■ **PROBLEM TO WORK ON**
Report every line of the listing below in which the string "rename" occurs.

■ **LISTED RECORDS**
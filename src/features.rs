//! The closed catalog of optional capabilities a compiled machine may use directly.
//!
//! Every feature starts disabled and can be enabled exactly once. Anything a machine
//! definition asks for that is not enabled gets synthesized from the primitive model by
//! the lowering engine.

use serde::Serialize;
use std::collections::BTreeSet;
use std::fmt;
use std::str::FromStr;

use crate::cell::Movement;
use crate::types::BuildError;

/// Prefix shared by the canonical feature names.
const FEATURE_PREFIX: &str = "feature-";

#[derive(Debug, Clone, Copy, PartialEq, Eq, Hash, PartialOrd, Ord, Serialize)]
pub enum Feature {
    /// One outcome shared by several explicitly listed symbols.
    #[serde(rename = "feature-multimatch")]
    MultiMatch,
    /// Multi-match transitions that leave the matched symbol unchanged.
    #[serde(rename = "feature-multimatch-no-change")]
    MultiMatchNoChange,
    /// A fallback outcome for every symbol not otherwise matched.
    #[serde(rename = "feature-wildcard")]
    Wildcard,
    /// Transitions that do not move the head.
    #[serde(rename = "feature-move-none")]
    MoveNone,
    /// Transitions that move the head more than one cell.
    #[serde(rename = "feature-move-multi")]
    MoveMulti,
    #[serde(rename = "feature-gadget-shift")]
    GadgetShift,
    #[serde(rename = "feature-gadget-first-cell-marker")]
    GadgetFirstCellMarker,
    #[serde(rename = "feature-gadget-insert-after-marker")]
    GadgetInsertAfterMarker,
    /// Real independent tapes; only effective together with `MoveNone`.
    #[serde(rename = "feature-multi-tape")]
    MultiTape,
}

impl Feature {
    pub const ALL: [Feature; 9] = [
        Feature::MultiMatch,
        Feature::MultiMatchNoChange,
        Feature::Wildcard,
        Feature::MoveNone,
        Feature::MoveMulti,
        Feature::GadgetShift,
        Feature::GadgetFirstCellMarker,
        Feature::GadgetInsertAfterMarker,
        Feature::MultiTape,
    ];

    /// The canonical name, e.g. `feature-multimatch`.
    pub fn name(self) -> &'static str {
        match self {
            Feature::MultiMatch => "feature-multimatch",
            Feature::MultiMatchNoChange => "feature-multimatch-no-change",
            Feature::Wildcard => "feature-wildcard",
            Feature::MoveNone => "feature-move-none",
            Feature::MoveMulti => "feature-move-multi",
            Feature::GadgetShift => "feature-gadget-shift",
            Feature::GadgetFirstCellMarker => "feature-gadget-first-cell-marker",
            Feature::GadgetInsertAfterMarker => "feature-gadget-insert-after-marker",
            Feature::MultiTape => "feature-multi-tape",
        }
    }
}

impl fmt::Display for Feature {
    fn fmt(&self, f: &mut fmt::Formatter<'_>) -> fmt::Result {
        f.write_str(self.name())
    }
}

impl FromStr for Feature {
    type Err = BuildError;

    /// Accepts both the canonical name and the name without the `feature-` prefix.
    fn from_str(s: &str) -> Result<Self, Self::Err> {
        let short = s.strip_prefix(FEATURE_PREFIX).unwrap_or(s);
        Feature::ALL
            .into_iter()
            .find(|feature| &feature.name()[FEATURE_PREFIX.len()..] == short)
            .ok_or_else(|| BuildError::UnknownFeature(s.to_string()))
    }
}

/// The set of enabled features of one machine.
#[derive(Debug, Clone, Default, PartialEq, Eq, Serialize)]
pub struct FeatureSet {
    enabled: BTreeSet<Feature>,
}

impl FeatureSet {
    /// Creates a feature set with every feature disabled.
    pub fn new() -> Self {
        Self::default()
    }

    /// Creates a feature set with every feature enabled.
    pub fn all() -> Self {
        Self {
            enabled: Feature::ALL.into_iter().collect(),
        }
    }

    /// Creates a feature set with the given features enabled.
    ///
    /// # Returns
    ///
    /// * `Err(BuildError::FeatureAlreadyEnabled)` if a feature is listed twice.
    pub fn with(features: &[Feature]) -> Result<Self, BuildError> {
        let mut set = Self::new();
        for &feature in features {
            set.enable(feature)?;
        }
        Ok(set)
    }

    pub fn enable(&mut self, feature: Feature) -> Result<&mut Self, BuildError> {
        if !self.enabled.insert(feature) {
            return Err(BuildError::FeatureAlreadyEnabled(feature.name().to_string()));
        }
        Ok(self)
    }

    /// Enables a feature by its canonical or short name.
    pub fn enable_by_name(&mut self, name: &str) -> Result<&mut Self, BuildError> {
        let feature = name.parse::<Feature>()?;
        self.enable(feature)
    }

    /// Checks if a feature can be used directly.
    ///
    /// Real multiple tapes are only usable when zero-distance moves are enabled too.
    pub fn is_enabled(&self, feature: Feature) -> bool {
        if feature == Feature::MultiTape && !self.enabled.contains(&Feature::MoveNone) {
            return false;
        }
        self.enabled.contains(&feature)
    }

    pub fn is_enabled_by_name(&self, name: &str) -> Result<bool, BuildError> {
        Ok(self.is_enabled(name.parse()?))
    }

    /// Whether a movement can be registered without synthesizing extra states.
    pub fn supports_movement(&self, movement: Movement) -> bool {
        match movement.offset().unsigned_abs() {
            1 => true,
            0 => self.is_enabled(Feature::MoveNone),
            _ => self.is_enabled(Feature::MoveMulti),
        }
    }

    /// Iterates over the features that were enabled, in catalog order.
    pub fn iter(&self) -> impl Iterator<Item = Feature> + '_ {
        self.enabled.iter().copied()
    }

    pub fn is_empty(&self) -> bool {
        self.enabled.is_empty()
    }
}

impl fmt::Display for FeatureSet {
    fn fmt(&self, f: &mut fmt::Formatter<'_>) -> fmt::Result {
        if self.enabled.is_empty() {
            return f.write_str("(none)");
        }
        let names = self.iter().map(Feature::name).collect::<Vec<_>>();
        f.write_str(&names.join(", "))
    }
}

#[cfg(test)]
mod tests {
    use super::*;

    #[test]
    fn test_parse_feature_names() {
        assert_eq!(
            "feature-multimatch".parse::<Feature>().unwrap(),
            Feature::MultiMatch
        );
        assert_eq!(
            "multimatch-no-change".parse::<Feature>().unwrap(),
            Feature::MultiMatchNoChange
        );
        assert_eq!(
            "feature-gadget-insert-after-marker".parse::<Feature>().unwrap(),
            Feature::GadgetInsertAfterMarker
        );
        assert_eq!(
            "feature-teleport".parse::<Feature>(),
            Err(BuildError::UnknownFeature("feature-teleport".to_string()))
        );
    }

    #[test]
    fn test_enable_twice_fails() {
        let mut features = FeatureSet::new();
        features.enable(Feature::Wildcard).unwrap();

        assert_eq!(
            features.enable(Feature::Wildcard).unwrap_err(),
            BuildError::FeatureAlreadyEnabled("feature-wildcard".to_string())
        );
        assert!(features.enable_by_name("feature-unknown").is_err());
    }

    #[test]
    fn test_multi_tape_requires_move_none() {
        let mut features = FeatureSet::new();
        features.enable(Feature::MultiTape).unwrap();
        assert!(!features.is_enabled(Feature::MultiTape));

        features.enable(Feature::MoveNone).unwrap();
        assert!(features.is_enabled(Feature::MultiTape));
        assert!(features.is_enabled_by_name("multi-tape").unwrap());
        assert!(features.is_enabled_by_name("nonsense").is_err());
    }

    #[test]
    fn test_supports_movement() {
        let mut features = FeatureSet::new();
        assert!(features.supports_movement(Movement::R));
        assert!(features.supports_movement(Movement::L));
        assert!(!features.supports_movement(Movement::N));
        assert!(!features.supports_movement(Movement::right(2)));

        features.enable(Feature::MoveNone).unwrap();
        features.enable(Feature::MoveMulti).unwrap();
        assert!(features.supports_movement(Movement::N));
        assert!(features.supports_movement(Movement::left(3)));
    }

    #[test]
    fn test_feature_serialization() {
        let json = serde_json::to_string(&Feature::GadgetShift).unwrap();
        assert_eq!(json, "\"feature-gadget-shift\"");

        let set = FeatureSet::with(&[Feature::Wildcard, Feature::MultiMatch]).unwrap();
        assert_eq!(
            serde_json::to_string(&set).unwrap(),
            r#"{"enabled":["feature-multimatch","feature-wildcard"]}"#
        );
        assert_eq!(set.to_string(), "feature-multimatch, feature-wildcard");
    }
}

■ **REPLY**
    #[serde(rename = "feature-multimatch")]
    #[serde(rename = "feature-multimatch-no-change")]
    #[serde(rename = "feature-wildcard")]
    #[serde(rename = "feature-move-none")]
    #[serde(rename = "feature-move-multi")]
    #[serde(rename = "feature-gadget-shift")]
    #[serde(rename = "feature-gadget-first-cell-marker")]
    #[serde(rename = "feature-gadget-insert-after-marker")]
    #[serde(rename = "feature-multi-tape")]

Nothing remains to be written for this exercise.